» **Work order**:
Return every line of the data exactly as it stands.

[Task material Boundary: Start]

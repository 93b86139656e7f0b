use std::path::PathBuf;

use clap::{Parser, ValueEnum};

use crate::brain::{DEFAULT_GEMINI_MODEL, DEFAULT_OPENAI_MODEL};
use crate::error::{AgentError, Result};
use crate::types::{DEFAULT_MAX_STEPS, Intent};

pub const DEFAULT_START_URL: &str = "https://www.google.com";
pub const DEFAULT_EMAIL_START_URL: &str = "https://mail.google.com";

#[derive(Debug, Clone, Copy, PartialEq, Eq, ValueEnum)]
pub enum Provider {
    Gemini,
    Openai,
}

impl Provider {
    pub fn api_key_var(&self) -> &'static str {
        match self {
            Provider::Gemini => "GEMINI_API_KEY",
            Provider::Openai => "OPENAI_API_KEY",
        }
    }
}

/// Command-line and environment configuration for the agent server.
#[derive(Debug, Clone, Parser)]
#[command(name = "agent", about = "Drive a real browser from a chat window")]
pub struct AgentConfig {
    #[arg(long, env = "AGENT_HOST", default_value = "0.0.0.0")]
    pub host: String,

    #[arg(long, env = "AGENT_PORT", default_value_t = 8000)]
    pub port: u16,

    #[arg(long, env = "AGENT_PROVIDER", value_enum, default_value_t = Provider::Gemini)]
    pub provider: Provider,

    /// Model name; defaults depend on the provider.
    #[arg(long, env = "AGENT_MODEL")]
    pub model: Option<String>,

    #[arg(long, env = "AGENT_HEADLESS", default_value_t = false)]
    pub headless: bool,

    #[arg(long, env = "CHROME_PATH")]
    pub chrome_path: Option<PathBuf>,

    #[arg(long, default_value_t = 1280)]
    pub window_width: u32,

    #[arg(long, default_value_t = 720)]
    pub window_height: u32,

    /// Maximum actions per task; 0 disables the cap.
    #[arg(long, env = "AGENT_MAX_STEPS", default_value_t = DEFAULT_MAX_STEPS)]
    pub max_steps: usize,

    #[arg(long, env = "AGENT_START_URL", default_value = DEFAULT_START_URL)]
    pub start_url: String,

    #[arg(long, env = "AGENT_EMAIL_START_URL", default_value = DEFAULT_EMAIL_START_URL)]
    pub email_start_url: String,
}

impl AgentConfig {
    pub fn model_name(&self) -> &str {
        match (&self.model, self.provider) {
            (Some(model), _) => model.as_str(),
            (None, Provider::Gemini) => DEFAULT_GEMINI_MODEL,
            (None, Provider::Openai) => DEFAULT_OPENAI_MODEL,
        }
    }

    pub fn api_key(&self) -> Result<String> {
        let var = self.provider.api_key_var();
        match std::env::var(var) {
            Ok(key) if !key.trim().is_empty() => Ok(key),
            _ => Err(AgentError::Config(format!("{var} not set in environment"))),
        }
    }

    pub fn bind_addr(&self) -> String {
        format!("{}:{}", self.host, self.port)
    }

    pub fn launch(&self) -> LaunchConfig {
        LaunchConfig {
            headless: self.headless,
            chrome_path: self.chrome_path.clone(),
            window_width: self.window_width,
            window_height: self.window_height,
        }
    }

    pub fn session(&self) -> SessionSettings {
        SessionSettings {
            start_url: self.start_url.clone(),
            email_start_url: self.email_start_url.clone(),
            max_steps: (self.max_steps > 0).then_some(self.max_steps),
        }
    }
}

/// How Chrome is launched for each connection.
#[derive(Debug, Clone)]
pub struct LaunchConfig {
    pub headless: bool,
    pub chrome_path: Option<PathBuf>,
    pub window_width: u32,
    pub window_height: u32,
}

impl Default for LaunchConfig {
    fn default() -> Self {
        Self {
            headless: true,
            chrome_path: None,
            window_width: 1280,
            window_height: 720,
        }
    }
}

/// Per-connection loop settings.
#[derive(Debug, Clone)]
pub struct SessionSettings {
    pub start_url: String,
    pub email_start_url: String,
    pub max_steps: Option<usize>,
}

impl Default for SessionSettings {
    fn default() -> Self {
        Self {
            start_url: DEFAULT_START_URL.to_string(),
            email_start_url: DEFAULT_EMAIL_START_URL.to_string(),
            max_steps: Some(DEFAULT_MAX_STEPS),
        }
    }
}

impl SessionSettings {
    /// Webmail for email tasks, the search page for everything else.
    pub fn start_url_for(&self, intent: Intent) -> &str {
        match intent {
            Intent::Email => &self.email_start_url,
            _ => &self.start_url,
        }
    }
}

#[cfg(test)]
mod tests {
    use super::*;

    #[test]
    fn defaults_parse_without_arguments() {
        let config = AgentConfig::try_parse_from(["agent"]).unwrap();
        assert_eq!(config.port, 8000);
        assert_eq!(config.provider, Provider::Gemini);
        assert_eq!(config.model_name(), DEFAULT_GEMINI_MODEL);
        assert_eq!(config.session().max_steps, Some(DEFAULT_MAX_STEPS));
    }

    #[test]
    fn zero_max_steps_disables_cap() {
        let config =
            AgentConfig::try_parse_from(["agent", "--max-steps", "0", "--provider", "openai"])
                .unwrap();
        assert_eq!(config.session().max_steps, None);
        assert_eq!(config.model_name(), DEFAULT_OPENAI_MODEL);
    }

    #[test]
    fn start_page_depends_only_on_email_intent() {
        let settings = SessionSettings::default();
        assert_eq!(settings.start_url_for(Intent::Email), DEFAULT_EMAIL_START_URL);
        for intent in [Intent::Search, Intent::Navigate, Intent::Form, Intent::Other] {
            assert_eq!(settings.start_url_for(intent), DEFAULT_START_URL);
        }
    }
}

[Task material Boundary: End]

» **Response**:
repository 93b86139656e7f0b
use std::path::PathBuf;

use clap::{Parser, ValueEnum};

use crate::brain::{DEFAULT_GEMINI_MODEL, DEFAULT_OPENAI_MODEL};
use crate::error::{AgentError, Result};
use crate::types::{DEFAULT_MAX_STEPS, Intent};

pub const DEFAULT_START_URL: &str = "https://www.google.com";
pub const DEFAULT_EMAIL_START_URL: &str = "https://mail.google.com";

#[derive(Debug, Clone, Copy, PartialEq, Eq, ValueEnum)]
pub enum Provider {
    Gemini,
    Openai,
}

impl Provider {
    pub fn api_key_var(&self) -> &'static str {
        match self {
            Provider::Gemini => "GEMINI_API_KEY",
            Provider::Openai => "OPENAI_API_KEY",
        }
    }
}

/// Command-line and environment configuration for the agent server.
#[derive(Debug, Clone, Parser)]
#[command(name = "agent", about = "Drive a real browser from a chat window")]
pub struct AgentConfig {
    #[arg(long, env = "AGENT_HOST", default_value = "0.0.0.0")]
    pub host: String,

    #[arg(long, env = "AGENT_PORT", default_value_t = 8000)]
    pub port: u16,

    #[arg(long, env = "AGENT_PROVIDER", value_enum, default_value_t = Provider::Gemini)]
    pub provider: Provider,

    /// Model name; defaults depend on the provider.
    #[arg(long, env = "AGENT_MODEL")]
    pub model: Option<String>,

    #[arg(long, env = "AGENT_HEADLESS", default_value_t = false)]
    pub headless: bool,

    #[arg(long, env = "CHROME_PATH")]
    pub chrome_path: Option<PathBuf>,

    #[arg(long, default_value_t = 1280)]
    pub window_width: u32,

    #[arg(long, default_value_t = 720)]
    pub window_height: u32,

    /// Maximum actions per task; 0 disables the cap.
    #[arg(long, env = "AGENT_MAX_STEPS", default_value_t = DEFAULT_MAX_STEPS)]
    pub max_steps: usize,

    #[arg(long, env = "AGENT_START_URL", default_value = DEFAULT_START_URL)]
    pub start_url: String,

    #[arg(long, env = "AGENT_EMAIL_START_URL", default_value = DEFAULT_EMAIL_START_URL)]
    pub email_start_url: String,
}

impl AgentConfig {
    pub fn model_name(&self) -> &str {
        match (&self.model, self.provider) {
            (Some(model), _) => model.as_str(),
            (None, Provider::Gemini) => DEFAULT_GEMINI_MODEL,
            (None, Provider::Openai) => DEFAULT_OPENAI_MODEL,
        }
    }

    pub fn api_key(&self) -> Result<String> {
        let var = self.provider.api_key_var();
        match std::env::var(var) {
            Ok(key) if !key.trim().is_empty() => Ok(key),
            _ => Err(AgentError::Config(format!("{var} not set in environment"))),
        }
    }

    pub fn bind_addr(&self) -> String {
        format!("{}:{}", self.host, self.port)
    }

    pub fn launch(&self) -> LaunchConfig {
        LaunchConfig {
            headless: self.headless,
            chrome_path: self.chrome_path.clone(),
            window_width: self.window_width,
            window_height: self.window_height,
        }
    }

    pub fn session(&self) -> SessionSettings {
        SessionSettings {
            start_url: self.start_url.clone(),
            email_start_url: self.email_start_url.clone(),
            max_steps: (self.max_steps > 0).then_some(self.max_steps),
        }
    }
}

/// How Chrome is launched for each connection.
#[derive(Debug, Clone)]
pub struct LaunchConfig {
    pub headless: bool,
    pub chrome_path: Option<PathBuf>,
    pub window_width: u32,
    pub window_height: u32,
}

impl Default for LaunchConfig {
    fn default() -> Self {
        Self {
            headless: true,
            chrome_path: None,
            window_width: 1280,
            window_height: 720,
        }
    }
}

/// Per-connection loop settings.
#[derive(Debug, Clone)]
pub struct SessionSettings {
    pub start_url: String,
    pub email_start_url: String,
    pub max_steps: Option<usize>,
}

impl Default for SessionSettings {
    fn default() -> Self {
        Self {
            start_url: DEFAULT_START_URL.to_string(),
            email_start_url: DEFAULT_EMAIL_START_URL.to_string(),
            max_steps: Some(DEFAULT_MAX_STEPS),
        }
    }
}

impl SessionSettings {
    /// Webmail for email tasks, the search page for everything else.
    pub fn start_url_for(&self, intent: Intent) -> &str {
        match intent {
            Intent::Email => &self.email_start_url,
            _ => &self.start_url,
        }
    }
}

#[cfg(test)]
mod tests {
    use super::*;

    #[test]
    fn defaults_parse_without_arguments() {
        let config = AgentConfig::try_parse_from(["agent"]).unwrap();
        assert_eq!(config.port, 8000);
        assert_eq!(config.provider, Provider::Gemini);
        assert_eq!(config.model_name(), DEFAULT_GEMINI_MODEL);
        assert_eq!(config.session().max_steps, Some(DEFAULT_MAX_STEPS));
    }

    #[test]
    fn zero_max_steps_disables_cap() {
        let config =
            AgentConfig::try_parse_from(["agent", "--max-steps", "0", "--provider", "openai"])
                .unwrap();
        assert_eq!(config.session().max_steps, None);
        assert_eq!(config.model_name(), DEFAULT_OPENAI_MODEL);
    }

    #[test]
    fn start_page_depends_only_on_email_intent() {
        let settings = SessionSettings::default();
        assert_eq!(settings.start_url_for(Intent::Email), DEFAULT_EMAIL_START_URL);
        for intent in [Intent::Search, Intent::Navigate, Intent::Form, Intent::Other] {
            assert_eq!(settings.start_url_for(intent), DEFAULT_START_URL);
        }
    }
}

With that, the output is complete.